Investing in Index Funds

I guess not much has changed in the land of actively managed funds over the last several years.

In 2006, former Investment U Chairman, Mark Skousen wrote, “80% of actively managed funds fail to beat the market.”

Fast-forward to last year, and TIME Magazine reports, “Among large-cap fund managers, 79% trailed the return of the S&P 500.”

Yet this is only the beginning… In 2011, TIME adds, “57% of global funds, 65% of international funds, and 81% of emerging market funds trailed their benchmarks.”

You’d think investors would get tired of paying excessive fees for funds managed by experts who, more than half the time, don’t even beat the market they’re looking to in any given year.

Well, although the majority of investors still invest in actively managed funds today, it appears more and more are switching to passively managed index funds in the hopes of better returns.

Index Funds At a Glance

Index funds are simply investments that try to replicate the index of a specific market.

Unlike actively managed funds, index funds are passively managed. That means instead of having a fund manager choose which stocks are likely to head higher in any given index, an index fund would simply own all of the stocks in the index.

At the end of the year, this allows index funds to charge less in fees as opposed to actively managed funds. And it minimizes the taxes investors would incur had they gone with an actively managed fund.

There are two ways to invest in index funds, through a mutual fund or an ETF.

The Vanguard 500 Index Fund (Nasdaq: VFINX) is an example of an index mutual fund that seeks to track the performance of the S&P 500.

Over the past five years, and as you’d hope, this fund’s chart looks strikingly similar to the S&P 500.

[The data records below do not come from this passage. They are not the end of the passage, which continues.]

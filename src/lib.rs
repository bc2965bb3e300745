//! # thinkgear-rs
//!
//! Rust library and CLI for streaming telemetry from NeuroSky
//! [ThinkGear](https://developer.neurosky.com/) headsets (MindWave, MindSet,
//! MindWave Mobile) over a serial link: an RFCOMM Bluetooth port or the USB
//! dongle.
//!
//! ## Data flow
//!
//! ```text
//! serial bytes ──► FrameDecoder ──► DataRow ──► interpret ──► Observation
//!                  (sync, length,              (code table)    │
//!                   checksum)                                  ├─► ThinkGearEvent ──► subscribers
//!                                                              └─► BandPowers (on EEG rows)
//! ```
//!
//! Everything runs inside [`session::ThinkGearSession::poll`]; there are no
//! background threads.  The dongle's standby notice is answered with the
//! autoconnect command automatically.
//!
//! ## Quick start
//!
//! ```no_run
//! use thinkgear_rs::prelude::*;
//!
//! #[tokio::main]
//! async fn main() -> anyhow::Result<()> {
//!     let mut session = ThinkGearSession::new(SerialDevice::new(), ThinkGearConfig::default());
//!     let mut sub = session.subscribe_all();
//!     let mut tick = tokio::time::interval(std::time::Duration::from_millis(20));
//!
//!     loop {
//!         tick.tick().await;
//!         session.poll();
//!         while let Ok(event) = sub.rx.try_recv() {
//!             match event {
//!                 ThinkGearEvent::Attention(o) => println!("attention {}", o.attention),
//!                 ThinkGearEvent::Eeg(_) => println!("{}", session.bands()),
//!                 _ => {}
//!             }
//!         }
//!     }
//! }
//! ```
//!
//! ## Module overview
//!
//! | Module | Purpose |
//! |---|---|
//! | [`prelude`] | One-line glob import of the most commonly needed types |
//! | [`session`] | [`session::ThinkGearSession`]: lazy open, poll loop, close / reopen |
//! | [`device`] | The [`device::ByteStream`] seam, serial port and in-memory devices |
//! | [`sim`] | A synthetic headset that speaks the wire protocol |
//! | [`parse`] | Packet framing state machine and payload row splitting |
//! | [`interpret`] | Code table: data rows to observation updates and events |
//! | [`bands`] | Relative band powers and their stable ranking |
//! | [`events`] | Kind-filtered fan-out of events to subscribers |
//! | [`types`] | Observation, event and data-row types |
//! | [`protocol`] | Wire constants and packet encoding helpers |

pub mod bands;
pub mod device;
pub mod events;
pub mod interpret;
pub mod parse;
pub mod protocol;
pub mod session;
pub mod sim;
pub mod types;

// ── Prelude ───────────────────────────────────────────────────────────────────

/// Convenience re-exports for downstream crates.
///
/// ```no_run
/// use thinkgear_rs::prelude::*;
///
/// let mut session = ThinkGearSession::new(SimulatedHeadset::new(), ThinkGearConfig::default());
/// let mut sub = session.subscribe(&[EventKind::Meditation]);
/// session.poll();
/// while let Ok(ev) = sub.rx.try_recv() {
///     println!("{ev:?}");
/// }
/// ```
pub mod prelude {
    // ── Session ───────────────────────────────────────────────────────────────
    pub use crate::session::{SessionState, ThinkGearConfig, ThinkGearSession};

    // ── Devices ───────────────────────────────────────────────────────────────
    pub use crate::device::{ByteStream, DeviceError, MemoryDevice, SerialDevice};
    pub use crate::sim::SimulatedHeadset;

    // ── Events and data types ─────────────────────────────────────────────────
    pub use crate::bands::{BandEntry, BandPowers};
    pub use crate::events::{SubscriberId, Subscription};
    pub use crate::types::{BandKind, DataRow, EegPower, EventKind, Observation, ThinkGearEvent};

    // ── Protocol constants ────────────────────────────────────────────────────
    pub use crate::protocol::{DEFAULT_BAUD_RATE, DEFAULT_PORT};
}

Yet, digging even deeper, traditional index funds like the Vanguard 500 Index may also have a major flaw…

They are cap weighted.

This means the companies with the biggest market caps in the indices they track make up the majority of the fund. Put simply, these funds invest in companies based on Wall Street “popularity,” not necessarily based on their fundamentals.

As Reuters recently reported, “Cap weighting tends to load up on the most expensive companies and shuns the big companies trading at deep discounts.”

So, what can you do?

The answer may lie in alternative index funds.

Alternative Index Funds

There are two alternative index funds to consider that can increase return with less volatility than their traditional cousin…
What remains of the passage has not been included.